A l'origine des premiers bombardiers stratégiques
La société Friedrichshafen fut parmi les premières à s'intéresser à la construction de bombardiers à long rayon d'action. Dès 1914, en effet, Theodor Kober, ingénieur en chef de la firme, avait mis au point un biplan bimoteur terrestre, le FF.30. L'appareil, rapidement rebaptisé G-I, n'atteignit cependant pas le stade de la production en série.
Et il fallut attendre 1916 pour qu'en apparaisse une version améliorée, le G-II (FF.38). Construit en bois et presque entièrement entoilé, le G-II, propulsé par deux moteurs Benz de 220 ch, était armé de deux mitrailleuses. Mis en service en petit nombre sur le front occidental à la fin de 1916, les G-II continuèrent à opérer dans cette zone durant toute l'année 1917.
Ces appareils étaient construits sous licence par la firme Daimler.

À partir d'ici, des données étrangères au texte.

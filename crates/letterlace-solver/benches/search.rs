//! Micro-benchmarks for the word search.
//!
//! This benchmark suite measures full search runs over representative boards
//! against a small fixed dictionary.
//!
//! # Running
//!
//! ```sh
//! cargo bench --bench search
//! ```

use std::hint;

use criterion::{BenchmarkId, Criterion, criterion_group, criterion_main};
use letterlace_core::{Lexicon, LetterGrid};
use letterlace_solver::PathSearch;

const WORDS: &[&str] = &[
    "act", "acts", "ate", "cat", "cats", "cast", "case", "eat", "eats", "nest", "nests", "net",
    "nets", "not", "note", "notes", "onset", "sane", "sat", "sea", "seat", "sent", "set", "son",
    "stone", "tact", "tan", "ten", "tens", "toe", "ton", "tone", "tones",
];

fn dictionary() -> Lexicon {
    Lexicon::build(WORDS.iter().copied())
}

fn bench_full_search(c: &mut Criterion) {
    let lexicon = dictionary();
    let boards = [
        ("dense_3x3", "CAT ETS NOS"),
        ("dense_4x4", "CATS TONE NEST ACTE"),
        ("sparse_4x4", "C__S __N_ N__T A___"),
        ("dense_5x5", "CATSE ONEST NESTA ACTSO TONES"),
    ];

    let mut group = c.benchmark_group("path_search");
    for (param, layout) in boards {
        let grid: LetterGrid = layout.parse().unwrap();
        group.bench_with_input(BenchmarkId::from_parameter(param), &grid, |b, grid| {
            b.iter(|| hint::black_box(PathSearch::new(grid, &lexicon).run()));
        });
    }
    group.finish();
}

fn bench_with_bonus(c: &mut Criterion) {
    let lexicon = dictionary();
    let grid: LetterGrid = "CATS TONE NEST ACTE"
        .parse::<LetterGrid>()
        .unwrap()
        .with_bonus(5)
        .unwrap();

    c.bench_function("path_search/bonus_4x4", |b| {
        b.iter(|| hint::black_box(PathSearch::new(&grid, &lexicon).run()));
    });
}

criterion_group!(benches, bench_full_search, bench_with_bonus);
criterion_main!(benches);
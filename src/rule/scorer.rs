//! 优先级评分器
//! 核心职责：
//! 1. 按标签前缀提取规则优先级（前缀后接单个数字，大小写不敏感）
//! 2. 将优先级归一化为 [0,100] 分值
//! 3. 统计各优先级频次，供运行时汇报
//!
//! 评分方向约定：优先级数字越小紧急度越高，归一化后分值越高
//! （P1 → 100，Pmax → 最低档），与图例的反向映射保持一致

use std::collections::{BTreeMap, HashMap};

use regex::Regex;
use tracing::{debug, info, warn};

use crate::error::HmResult;
use crate::rule::model::DetectionRule;

/// 优先级评分器
/// 设计：正则在构造时编译一次，整个运行周期复用
pub struct PriorityScorer {
    pattern: Regex,
}

impl PriorityScorer {
    /// 构建评分器
    /// 参数：tag_prefix - 优先级标签前缀（字面量，内部转义后拼入正则）
    pub fn new(tag_prefix: &str) -> HmResult<Self> {
        // 大小写不敏感前缀 + 单个数字，数字后允许任意尾随内容
        let pattern = Regex::new(&format!(r"(?i)^{}(\d)", regex::escape(tag_prefix)))?;
        Ok(Self { pattern })
    }

    /// 从标签列表提取优先级
    /// 规则：
    /// 1. 按扫描顺序匹配，最后一个命中的标签生效
    /// 2. 数字 0 不是合法优先级，跳过
    /// 3. 无命中返回 None
    pub fn extract_priority(&self, tags: &[String]) -> Option<u8> {
        let mut priority = None;
        for tag in tags {
            if let Some(caps) = self.pattern.captures(tag) {
                // 捕获组固定为单个数字，parse 不会失败
                if let Ok(value) = caps[1].parse::<u8>() {
                    if value == 0 {
                        warn!("ignoring tag with priority 0: {}", tag);
                        continue;
                    }
                    priority = Some(value);
                }
            }
        }
        priority
    }

    /// 扫描整个规则集，建立规则ID → 优先级索引
    /// 无任何命中时 max 为 None，所有规则按 0 分处理
    pub fn collect(&self, rules: &[DetectionRule]) -> PriorityIndex {
        let mut by_rule = HashMap::new();
        for rule in rules {
            if let Some(priority) = self.extract_priority(&rule.tags) {
                by_rule.insert(rule.id.clone(), priority);
            }
        }
        let max = by_rule.values().copied().max();
        debug!(
            "priority index built: {} tagged rules, max priority {:?}",
            by_rule.len(),
            max
        );
        PriorityIndex { by_rule, max }
    }
}

/// 运行期优先级索引（规则ID → 优先级 + 当次运行观测到的最大优先级）
#[derive(Debug, Clone)]
pub struct PriorityIndex {
    by_rule: HashMap<String, u8>,
    max: Option<u8>,
}

impl PriorityIndex {
    /// 查询规则归一化分值
    /// 策略（显式约定）：无优先级标签的规则得 0 分，但仍计入规则总数
    pub fn score_for(&self, rule_id: &str) -> u8 {
        match (self.by_rule.get(rule_id), self.max) {
            (Some(&priority), Some(max)) => normalize_score(priority, max),
            _ => 0,
        }
    }

    /// 当次运行观测到的最大优先级
    pub fn max_priority(&self) -> Option<u8> {
        self.max
    }

    /// 各优先级频次（升序）
    pub fn level_counts(&self) -> BTreeMap<u8, usize> {
        let mut counts = BTreeMap::new();
        for priority in self.by_rule.values() {
            *counts.entry(*priority).or_insert(0usize) += 1;
        }
        counts
    }

    /// 输出各优先级频次及其占规则总数的百分比
    /// 参数：total_rules - 规则总数（含无标签规则）
    pub fn report(&self, total_rules: usize) {
        for (level, count) in self.level_counts() {
            let percent = if total_rules == 0 {
                0.0
            } else {
                count as f64 / total_rules as f64 * 100.0
            };
            info!("Priority {} = {} [{:.1}%]", level, count, percent);
        }
        let untagged = total_rules.saturating_sub(self.by_rule.len());
        if untagged > 0 {
            info!("Untagged rules (score 0) = {}", untagged);
        }
    }
}

/// 优先级归一化
/// 公式：round(((max + 1 - priority) / max) * 100)，优先级 1 映射 100 分
pub fn normalize_score(priority: u8, max: u8) -> u8 {
    if max == 0 || priority > max {
        return 0;
    }
    let score = ((max + 1 - priority) as f64 / max as f64 * 100.0).round();
    score.min(100.0) as u8
}
//! 拉取模块
//! 统一导出规则拉取组件

pub mod fetcher;

pub use fetcher::RuleFetcher;
//! 图层构建器
//! 核心职责：
//! 1. 按配置组装完整 Navigator 图层文档（渐变、图例、布局、元数据）
//! 2. 图例标签按与评分器相同的反向映射由渐变色下标推回百分比
//! 3. 生成 YYYYMMDD 日期戳（元数据与输出文件名共用）

use chrono::Local;

use crate::config::HeatmapConfig;
use crate::layer::model::{
    Filters, Gradient, Layout, LegendItem, MetadataItem, NavigatorLayer, TechniqueEntry, Versions,
};

/// ATT&CK 企业矩阵域常量
pub const LAYER_DOMAIN: &str = "enterprise-attack";

/// 当前日期戳（YYYYMMDD）
pub fn date_stamp() -> String {
    Local::now().format("%Y%m%d").to_string()
}

/// 图层构建器
pub struct LayerBuilder<'a> {
    config: &'a HeatmapConfig,
}

impl<'a> LayerBuilder<'a> {
    pub fn new(config: &'a HeatmapConfig) -> Self {
        Self { config }
    }

    /// 组装图层文档
    /// 参数：techniques - 展平后的技术条目列表
    pub fn build(&self, techniques: Vec<TechniqueEntry>) -> NavigatorLayer {
        NavigatorLayer {
            name: self.config.heatmap_name.clone(),
            versions: Versions {
                layer: self.config.layer_version.clone(),
                navigator: self.config.navigator_version.clone(),
            },
            domain: LAYER_DOMAIN.to_string(),
            description: format!(
                "Heatmap based on rules enabled on SIEM cluster at {}",
                self.config.base_route
            ),
            filters: Filters {
                platforms: self.config.platforms.clone(),
            },
            sorting: 0,
            layout: Layout::default(),
            hide_disabled: true,
            techniques,
            gradient: Gradient {
                colors: self.config.gradient.clone(),
                min_value: 0,
                max_value: 100,
            },
            legend_items: legend_items(&self.config.gradient),
            show_tactic_row_background: true,
            tactic_row_background: self.config.tactic_row_background.clone(),
            select_techniques_across_tactics: true,
            select_subtechniques_with_parent: false,
            metadata: vec![
                MetadataItem {
                    name: "Generated".to_string(),
                    value: date_stamp(),
                },
                MetadataItem {
                    name: "Usage".to_string(),
                    value: "INTERNAL ONLY".to_string(),
                },
            ],
        }
    }
}

/// 渐变色下标 → 百分比图例
/// 反向映射：n 个颜色时下标 i（0 起）标签为 round((n - i) / n * 100)%，
/// 首个颜色对应最高分值段，与评分器的优先级反转方向一致
fn legend_items(colors: &[String]) -> Vec<LegendItem> {
    let n = colors.len();
    colors
        .iter()
        .enumerate()
        .map(|(i, color)| {
            let percent = ((n - i) as f64 / n as f64 * 100.0).round() as u8;
            LegendItem {
                label: format!("{}%", percent),
                color: color.clone(),
            }
        })
        .collect()
}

Le G-III (FF.45), quant à lui, fit son apparition au début de 1917. Cet énorme biplan de près de 24 m d'envergure forma, avec son concurrent plus connu de chez Gotha, le gros de la flotte allemande de bombardiers stratégiques. Propulsé par deux Mercedes D.IVa développant chacun 260 ch, le G-III emportait un équipage de quatre hommes. Son armement défensif comprenait deux
ou trois mitrailleuses.
L'appareil avait en outre une capacité offensive pouvant atteindre 1500 kg de bombes pour les objectifs rapprochés. Au début de l'été 1917, le Kagohl 1 du Hauptmann Keller toucha ses premiers G-III, qu'il lança dans des opérations de bombardement de nuit sur les installations anglaises de Dunkerque, y provoquant d'importants dégâts. Durant l'hiver 1917-1918 et au printemps
suivant, les G-III participèrent, en compagnie des Gotha et des AEG,
à une série de raids de nuit sur Paris.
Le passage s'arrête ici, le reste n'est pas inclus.